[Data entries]
+++
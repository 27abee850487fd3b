use crate::format::Alert;
use owo_colors::OwoColorize;

/// Applies terminal styling to already-padded cell text. With color disabled every
/// method returns its input unchanged, so widths never depend on escape codes.
#[derive(Debug, Clone, Copy)]
pub struct Painter {
    pub enable_color: bool,
}

impl Painter {
    pub fn new(enable_color: bool) -> Self {
        Self { enable_color }
    }

    /// Field label: bold, underlined when the report is ordered by the field.
    pub fn label(&self, text: &str, ordered: bool) -> String {
        match (self.enable_color, ordered) {
            (false, _) => text.to_string(),
            (true, false) => format!("{}", text.bold()),
            (true, true) => format!("{}", text.bold().underline()),
        }
    }

    /// Aggregate cell: blue, bold too when the report is grouped by the field.
    pub fn aggregate(&self, text: &str, grouped: bool) -> String {
        match (self.enable_color, grouped) {
            (false, _) => text.to_string(),
            (true, false) => format!("{}", text.blue()),
            (true, true) => format!("{}", text.blue().bold()),
        }
    }

    pub fn alert(&self, text: &str, alert: Alert) -> String {
        if !self.enable_color {
            return text.to_string();
        }
        match alert {
            Alert::Red => format!("{}", text.red().bold()),
            Alert::Yellow => format!("{}", text.yellow().bold()),
            Alert::Green => format!("{}", text.green().bold()),
            Alert::Bold => format!("{}", text.bold()),
        }
    }

    pub fn banner(&self, text: &str) -> String {
        if self.enable_color {
            format!("{}", text.bold())
        } else {
            text.to_string()
        }
    }
}

#[cfg(test)]
mod tests {
    use super::*;

    #[test]
    fn test_plain_painter_is_identity() {
        let painter = Painter::new(false);
        assert_eq!(painter.label("Node", true), "Node");
        assert_eq!(painter.aggregate("30", true), "30");
        assert_eq!(painter.alert("99", Alert::Red), "99");
    }

    #[test]
    fn test_color_painter_wraps_text() {
        let painter = Painter::new(true);
        let styled = painter.alert("99", Alert::Red);
        assert!(styled.contains("99"));
        assert!(styled.starts_with("\u{1b}["));
    }
}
+++
» **EXERCISE INSTRUCTIONS**: Looking at the records above, work out how many lines hold "bold" and write only that number.

» **ANSWER BOX**: 10